Would $5/year cover it? I wouldn’t hesitate to pay $5 a year to know that I can count on SourceForge sticking around as I start to build a project’s identity around it. I might go up $10. At $15, or $20 I would have to think if it was worth it to me, as I have the ability to provide everything Sourceforge provides trivially, and I use it as a convience to

  • minimize resource consumption on my own boxes
  • because I don’t want to enable pserver, and anonymous CVS on my own boxes
  • because a Sourceforge URL lends a certain credibility, below www.projectname.org, but definitely above, www.somehost.com/~user/projectname.

The End of Free

“For free” is a sickness. For free is as damaging, dot-com, and capitalistic, as the ridiculously inflated prices we saw during the boom. It doesn’t respect labor, it cordons off the public into powerless consumers rather then invested users, and it doesn’t build sustainable alternatives. Now I don’t think the people behind SourceForge comes at it with much of a critique, but they’ve built an incredibly useful service that I would like to keep around.

Combatting Beginning of the End.

There are 2 problems that anybody who starts charging for a previously free service are going to encounter.

  • First, some people get huffy when asked to pay for something they had been taking for granted. Ignore them. Its temporary. They’ll adapt.
  • Much more seriously, for those of us who have been living with the web for a long time, moving to a subscription model has the unpleasant sound of a death rattle. Nothing shakes the confidence in a project more then starting to charge. You start thinking, > “Wow, they must be hurting. If I pay them my $XX and they go out of business in 6 months, then what? I guess I should start looking for alternatives.”

    Salon is a good example of this.
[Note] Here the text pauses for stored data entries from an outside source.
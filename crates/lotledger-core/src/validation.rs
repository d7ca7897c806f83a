//! Validation gate.
//!
//! Every check here runs before any lock is taken or any transaction is
//! opened, so a rejected request has no side effects at all.

use crate::config::Limits;
use crate::error::{LedgerError, Result};
use crate::request::{AdjustRequest, PickRequest, RestockRequest, RestockTarget, StockRequest};
use crate::storage::{LotId, LotMetadata};

pub fn validate_stock(request: &StockRequest, limits: &Limits) -> Result<()> {
    check_quantity(request.quantity, limits)?;
    check_item(&request.item, limits)?;
    check_optional_lot(request.lot_id)?;
    check_text("location", &request.location, limits.max_location_len)?;
    check_metadata(&request.metadata, limits)?;
    check_actor(&request.actor, limits)?;
    check_work_order(request.work_order.as_deref(), limits)
}

pub fn validate_pick(request: &PickRequest, limits: &Limits) -> Result<()> {
    check_quantity(request.quantity, limits)?;
    check_item(&request.item, limits)?;
    check_optional_lot(request.lot_id)?;
    if let Some(ref destination) = request.destination {
        check_text("destination", destination, limits.max_location_len)?;
    }
    check_actor(&request.actor, limits)?;
    check_work_order(request.work_order.as_deref(), limits)
}

pub fn validate_restock(request: &RestockRequest, limits: &Limits) -> Result<()> {
    check_quantity(request.quantity, limits)?;
    match request.target {
        RestockTarget::Lot(lot_id) => check_lot(lot_id)?,
        RestockTarget::Item(ref item) => check_item(item, limits)?,
    }
    if let Some(ref location) = request.location {
        check_text("location", location, limits.max_location_len)?;
    }
    check_actor(&request.actor, limits)?;
    check_work_order(request.work_order.as_deref(), limits)
}

pub fn validate_adjust(request: &AdjustRequest, limits: &Limits) -> Result<()> {
    if request.delta == 0 {
        return Err(LedgerError::Validation(
            "adjustment must be non-zero".to_string(),
        ));
    }
    if request.delta.unsigned_abs() > limits.max_quantity.unsigned_abs() {
        return Err(LedgerError::Validation(format!(
            "adjustment {} exceeds the maximum of {}",
            request.delta, limits.max_quantity
        )));
    }
    check_lot(request.lot_id)?;
    check_actor(&request.actor, limits)?;
    check_work_order(request.work_order.as_deref(), limits)
}

fn check_quantity(quantity: i64, limits: &Limits) -> Result<()> {
    if quantity < 1 || quantity > limits.max_quantity {
        return Err(LedgerError::Validation(format!(
            "quantity must be between 1 and {}, got {}",
            limits.max_quantity, quantity
        )));
    }
    Ok(())
}

fn check_lot(lot_id: LotId) -> Result<()> {
    if lot_id.get() < 1 {
        return Err(LedgerError::Validation(format!(
            "lot id must be a positive integer, got {}",
            lot_id
        )));
    }
    Ok(())
}

fn check_optional_lot(lot_id: Option<LotId>) -> Result<()> {
    lot_id.map_or(Ok(()), check_lot)
}

/// Items are matched exactly, so padding would silently create a distinct item.
fn check_item(item: &str, limits: &Limits) -> Result<()> {
    check_text("item", item, limits.max_item_len)?;
    if item.trim() != item {
        return Err(LedgerError::Validation(format!(
            "item '{}' has leading or trailing whitespace",
            item
        )));
    }
    Ok(())
}

fn check_actor(actor: &str, limits: &Limits) -> Result<()> {
    check_text("actor", actor, limits.max_actor_len)
}

fn check_work_order(work_order: Option<&str>, limits: &Limits) -> Result<()> {
    match work_order {
        Some(value) => check_text("work order", value, limits.max_work_order_len),
        None => Ok(()),
    }
}

fn check_metadata(metadata: &LotMetadata, limits: &Limits) -> Result<()> {
    let fields = [
        ("mpn", &metadata.mpn),
        ("date code", &metadata.date_code),
        ("msl", &metadata.msl),
    ];
    for (name, value) in fields {
        if let Some(value) = value {
            check_text(name, value, limits.max_metadata_len)?;
        }
    }
    Ok(())
}

/// Non-empty, bounded, printable.
fn check_text(field: &str, value: &str, max_len: usize) -> Result<()> {
    if value.trim().is_empty() {
        return Err(LedgerError::Validation(format!("{} must not be empty", field)));
    }
    let len = value.chars().count();
    if len > max_len {
        return Err(LedgerError::Validation(format!(
            "{} is {} characters long (max {})",
            field, len, max_len
        )));
    }
    if value.chars().any(char::is_control) {
        return Err(LedgerError::Validation(format!(
            "{} contains control characters",
            field
        )));
    }
    Ok(())
}

#[cfg(test)]
mod tests {
    use super::*;

    fn limits() -> Limits {
        Limits::default()
    }

    fn assert_invalid(result: Result<()>) {
        assert!(
            matches!(result, Err(LedgerError::Validation(_))),
            "expected validation error, got {:?}",
            result
        );
    }

    #[test]
    fn test_quantity_bounds() {
        let ok = StockRequest::new("R-10K", 10_000, "A-01", "alice");
        validate_stock(&ok, &limits()).unwrap();

        for quantity in [0, -1, 10_001] {
            let request = StockRequest::new("R-10K", quantity, "A-01", "alice");
            assert_invalid(validate_stock(&request, &limits()));
        }
    }

    #[test]
    fn test_item_rules() {
        for item in ["", "   ", " R-10K", "R-10K\n", "R\u{7}10K"] {
            let request = PickRequest::new(item, 1, "alice");
            assert_invalid(validate_pick(&request, &limits()));
        }

        let long = "X".repeat(129);
        assert_invalid(validate_pick(&PickRequest::new(long, 1, "alice"), &limits()));
        let max = "X".repeat(128);
        validate_pick(&PickRequest::new(max, 1, "alice"), &limits()).unwrap();
    }

    #[test]
    fn test_lot_id_must_be_positive() {
        let request = PickRequest::new("R-10K", 1, "alice").with_lot(LotId(0));
        assert_invalid(validate_pick(&request, &limits()));

        let request = RestockRequest::for_lot(LotId(-4), 1, "alice");
        assert_invalid(validate_restock(&request, &limits()));

        let request = RestockRequest::for_lot(LotId(4), 1, "alice");
        validate_restock(&request, &limits()).unwrap();
    }

    #[test]
    fn test_location_and_actor_bounds() {
        let request = StockRequest::new("R-10K", 5, "L".repeat(65), "alice");
        assert_invalid(validate_stock(&request, &limits()));

        let request = StockRequest::new("R-10K", 5, "", "alice");
        assert_invalid(validate_stock(&request, &limits()));

        let request = StockRequest::new("R-10K", 5, "A-01", "");
        assert_invalid(validate_stock(&request, &limits()));

        let request = RestockRequest::for_item("R-10K", 5, "alice").with_location("");
        assert_invalid(validate_restock(&request, &limits()));
    }

    #[test]
    fn test_metadata_fields_are_bounded() {
        let metadata = LotMetadata {
            mpn: Some("M".repeat(65)),
            ..LotMetadata::default()
        };
        let request = StockRequest::new("R-10K", 5, "A-01", "alice").with_metadata(metadata);
        assert_invalid(validate_stock(&request, &limits()));
    }

    #[test]
    fn test_adjust_rules() {
        assert_invalid(validate_adjust(
            &AdjustRequest::new(LotId(1), 0, "alice"),
            &limits(),
        ));
        assert_invalid(validate_adjust(
            &AdjustRequest::new(LotId(1), -10_001, "alice"),
            &limits(),
        ));
        validate_adjust(&AdjustRequest::new(LotId(1), -10_000, "alice"), &limits()).unwrap();
    }

    #[test]
    fn test_custom_limits_apply() {
        let limits = Limits {
            max_quantity: 50,
            ..Limits::default()
        };
        let request = PickRequest::new("R-10K", 51, "alice");
        assert_invalid(validate_pick(&request, &limits));
    }

    #[test]
    fn test_metadata_has_its_own_limit() {
        let limits = Limits {
            max_location_len: 4,
            max_metadata_len: 12,
            ..Limits::default()
        };
        let with_mpn = |mpn: &str| {
            StockRequest::new("R-10K", 5, "A-01", "alice").with_metadata(LotMetadata {
                mpn: Some(mpn.to_string()),
                ..LotMetadata::default()
            })
        };

        validate_stock(&with_mpn("RC0603FR-07"), &limits).unwrap();
        assert_invalid(validate_stock(&with_mpn("RC0603FR-0710KL"), &limits));
    }
}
This sort of thinking also hurts the ability of projects to solicit donations as well.

    “They are down on their knees begging, and I would be happy to pay $XX to make sure they are here tomorrow. But unless XX,XXX faceless other users to the same, I’ve thrown good money down the drain.”

It doesn’t have to be this way, but at this point we’re skittish.

Financial transparency would help

If, for example, Sourceforge sent a note to each project maintainer saying: - Our annual burn rate is: $XX,XXX

  • On operating costs break down like so:
    • bandwidth
    • people
    • hardware
    • support
  • We’re doing what we can to make sure we run a tight ship, but
  • Each project costs on average: $XX.XX
  • If you’re activity profile is about 90% you actually cost more like: $XXX.XX
  • We currently have funding to run for 10 months, and if our current business model goes well, we’ll be fine.
  • But, in acknowledgement that SF has become an important public resource, we’re asking that our community come together to support us.
  • In return, we commit to making sure SF will be here for the long haul.

Some Refinements

It would be up to the folks behind SF to figure out how they need to cover their costs. But I’m inclined to say charge a flat rate per project. More popular projects are clearly serving the community, no reason to punish them for their popularity. Or if that just doesn’t make sense when you look at the numbers, break it into tiers.

Consider charging projects a flat rate for project administration services, but small bandwidth charge for website hosting.

I don’t know. Does that make sense? Am I worried needlessly? (and if so, why does CVS keep timing out?) How much would you pay?